El Sevilla comprometió el pasado mes de enero (antes de que la pandemia sacudiese al mundo) 41 millones en dos futbolistas: Youssef En-Nesyri y Suso. Dos incorporaciones que había avalado el entrenador, Julen Lpetegui, porque se ajustaban a lo que necesitaba para subir un peldaño más. Ambos tuvieron protagonismo y confianza desde el inicio, sobre todo el gaditano, aunque el habitual proceso de adaptación no se completaría hasta esa fase final de la Europa League, donde dieron un alto nivel. Y, encima, esta temporada, una vez superadas las lesiones por parte del extremo, se han erigido en la pareja de moda del ataque nervionense.

Entre marroquí y andaluz suman a estas alturas de LaLiga, cuando se ha consumido la primera vuelta (aunque el Sevilla tenga un partido pendiente), más de la mitad de los goles del equipo en LaLiga. En-Nesyri es el goleador destacado con nueve dianas, seguido precisamente por Suso con tres, ninguna a balón parado. Ocampos también suma tres, aunque las suyas han sido desde el punto de penalti. Monchi acudió hace un año en busca de un generador de juego desde la banda como Suso y de otro perfil de delantero distinto a De Jong, dejando salir a Dabbur y Chicharito. El tiempo parece haberle dado la razón.

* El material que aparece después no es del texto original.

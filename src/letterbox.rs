use ndarray::Array4;

use crate::bbox::{BBox, Ltrb};
use crate::error::Error;

/// Aspect-preserving mapping between a `(W, H)` source image and the fixed
/// `S x S` square the detector consumes.
///
/// The image is scaled with one factor on both axes, centered, and the
/// remaining border is black. The same transform inverts detector-space
/// coordinates back into source pixels.
#[derive(Debug, Clone, Copy, PartialEq)]
pub struct Letterbox {
    src_width: u32,
    src_height: u32,
    size: u32,
    scale: f32,
    pad_x: f32,
    pad_y: f32,
}

impl Letterbox {
    pub fn new(src_width: u32, src_height: u32, size: u32) -> Result<Self, Error> {
        if src_width == 0 || src_height == 0 {
            return Err(Error::DegenerateImage {
                width: src_width,
                height: src_height,
            });
        }

        let scale = (size as f32 / src_width as f32).min(size as f32 / src_height as f32);
        let pad_x = (size as f32 - src_width as f32 * scale) / 2.0;
        let pad_y = (size as f32 - src_height as f32 * scale) / 2.0;

        Ok(Self {
            src_width,
            src_height,
            size,
            scale,
            pad_x,
            pad_y,
        })
    }

    #[inline]
    pub fn scale(&self) -> f32 {
        self.scale
    }

    #[inline]
    pub fn pad(&self) -> (f32, f32) {
        (self.pad_x, self.pad_y)
    }

    /// Source pixel coordinates to padded detector-space coordinates.
    #[inline]
    pub fn to_padded(&self, x: f32, y: f32) -> (f32, f32) {
        (x * self.scale + self.pad_x, y * self.scale + self.pad_y)
    }

    /// Padded detector-space coordinates back to source pixels, clamped to
    /// the image bounds.
    #[inline]
    pub fn to_source(&self, x: f32, y: f32) -> (f32, f32) {
        let sx = (x - self.pad_x) / self.scale;
        let sy = (y - self.pad_y) / self.scale;

        (
            sx.clamp(0.0, self.src_width as f32),
            sy.clamp(0.0, self.src_height as f32),
        )
    }

    /// Inverts a corner-format box from padded detector space into source
    /// pixels, each corner mapped independently.
    pub fn box_to_source(&self, padded: &BBox<Ltrb>) -> BBox<Ltrb> {
        let (left, top) = self.to_source(padded.left(), padded.top());
        let (right, bottom) = self.to_source(padded.right(), padded.bottom());

        BBox::ltrb(left, top, right, bottom)
    }

    /// Builds the normalized planar `[1, 3, S, S]` input tensor from packed
    /// RGB bytes, bilinear-resampled into the letterboxed region with the
    /// border left black.
    pub fn input_tensor(&self, rgb: &[u8]) -> Result<Array4<f32>, Error> {
        let expected = self.src_width as usize * self.src_height as usize * 3;
        if rgb.len() != expected {
            return Err(Error::FrameBufferSize {
                expected,
                got: rgb.len(),
            });
        }

        let size = self.size as usize;
        let src_w = self.src_width as usize;
        let src_h = self.src_height as usize;

        let scaled_w = (self.src_width as f32 * self.scale).round() as usize;
        let scaled_h = (self.src_height as f32 * self.scale).round() as usize;
        let off_x = self.pad_x.round() as usize;
        let off_y = self.pad_y.round() as usize;

        let mut tensor = Array4::<f32>::zeros((1, 3, size, size));

        for dy in 0..scaled_h.min(size) {
            for dx in 0..scaled_w.min(size) {
                let sx = dx as f32 / self.scale;
                let sy = dy as f32 / self.scale;

                let sx0 = (sx.floor() as usize).min(src_w - 1);
                let sy0 = (sy.floor() as usize).min(src_h - 1);
                let sx1 = (sx0 + 1).min(src_w - 1);
                let sy1 = (sy0 + 1).min(src_h - 1);

                let fx = sx - sx0 as f32;
                let fy = sy - sy0 as f32;

                for c in 0..3 {
                    let p00 = rgb[(sy0 * src_w + sx0) * 3 + c] as f32;
                    let p10 = rgb[(sy0 * src_w + sx1) * 3 + c] as f32;
                    let p01 = rgb[(sy1 * src_w + sx0) * 3 + c] as f32;
                    let p11 = rgb[(sy1 * src_w + sx1) * 3 + c] as f32;

                    let val = p00 * (1.0 - fx) * (1.0 - fy)
                        + p10 * fx * (1.0 - fy)
                        + p01 * (1.0 - fx) * fy
                        + p11 * fx * fy;

                    tensor[[0, c, off_y + dy, off_x + dx]] = val / 255.0;
                }
            }
        }

        Ok(tensor)
    }
}

#[cfg(test)]
mod tests {
    use super::*;
    use nearly_eq::assert_nearly_eq;

    #[test]
    fn zero_sized_image_fails_fast() {
        assert!(Letterbox::new(0, 480, 640).is_err());
        assert!(Letterbox::new(640, 0, 640).is_err());
    }

    #[test]
    fn wide_image_pads_vertically() {
        let lb = Letterbox::new(1280, 720, 640).unwrap();

        assert_nearly_eq!(lb.scale(), 0.5, 1e-6);
        let (pad_x, pad_y) = lb.pad();
        assert_nearly_eq!(pad_x, 0.0, 1e-6);
        assert_nearly_eq!(pad_y, 140.0, 1e-6);
    }

    #[test]
    fn round_trip_preserves_box() {
        for &(w, h) in &[(1280u32, 720u32), (720, 1280), (640, 640), (333, 97)] {
            let lb = Letterbox::new(w, h, 640).unwrap();
            let src = BBox::ltrb(10.0, 20.0, 70.0, 60.0);

            let (l, t) = lb.to_padded(src.left(), src.top());
            let (r, b) = lb.to_padded(src.right(), src.bottom());
            let back = lb.box_to_source(&BBox::ltrb(l, t, r, b));

            assert_nearly_eq!(back.left(), src.left(), 1e-3);
            assert_nearly_eq!(back.top(), src.top(), 1e-3);
            assert_nearly_eq!(back.right(), src.right(), 1e-3);
            assert_nearly_eq!(back.bottom(), src.bottom(), 1e-3);
        }
    }

    #[test]
    fn inverse_clamps_to_image_bounds() {
        let lb = Letterbox::new(100, 100, 640).unwrap();

        let (x, y) = lb.to_source(-50.0, 700.0);
        assert_eq!(x, 0.0);
        assert_eq!(y, 100.0);
    }

    #[test]
    fn input_tensor_shape_and_padding() {
        let lb = Letterbox::new(4, 2, 8).unwrap();
        let rgb = vec![255u8; 4 * 2 * 3];

        let tensor = lb.input_tensor(&rgb).unwrap();
        assert_eq!(tensor.shape(), &[1, 3, 8, 8]);

        // scaled content occupies rows 2..6 at scale 2.0
        assert_nearly_eq!(tensor[[0, 0, 3, 0]], 1.0, 1e-6);
        assert_eq!(tensor[[0, 0, 0, 0]], 0.0);
        assert_eq!(tensor[[0, 0, 7, 7]], 0.0);
    }

    #[test]
    fn input_tensor_rejects_short_buffer() {
        let lb = Letterbox::new(4, 2, 8).unwrap();
        assert!(lb.input_tensor(&[0u8; 3]).is_err());
    }
}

Lopetegui les ha dado grandes dosis de confianza a ambos. Debían subirse a un proyecto en marcha y ganarse con trabajo y buenos partidos la posibilidad de entrar en sus planes de forma constante. Con Suso no había demasiados problemas porque ya se conocían. Incluso desplazó al goleador Ocampos de banda. Eso sí, desde su llegada, el ‘7’ nunca ha estado con el estado físico actual. Ha elevado su listón personal y sigue soñando con esa Eurocopa sin lista definitva, haciendo méritos con el Sevilla.

El caso de En-Nesyri es simplemente que ha roto como goleador. Siempre había tenido buenas cifras en clubes modestos. Ahora, en un Sevilla donde tiene que trabajar por encima del lucimiento personal, es capaz de encontrar los espacios necesarios para anotar una de las dos ocasiones que se le suelen presentar. Se desmarca con inteligencia al primer palo (como en Vitoria o ante la Real), va con fe a los remates de cabeza, donde en carrera es imparable, y no renuncia al golpeo de primeras. En-Nesyri y Suso lideran al Sevilla. Hace un año fueron inversiones desorbitadas. Hoy sólo se habla de cuánto valen en el mercado.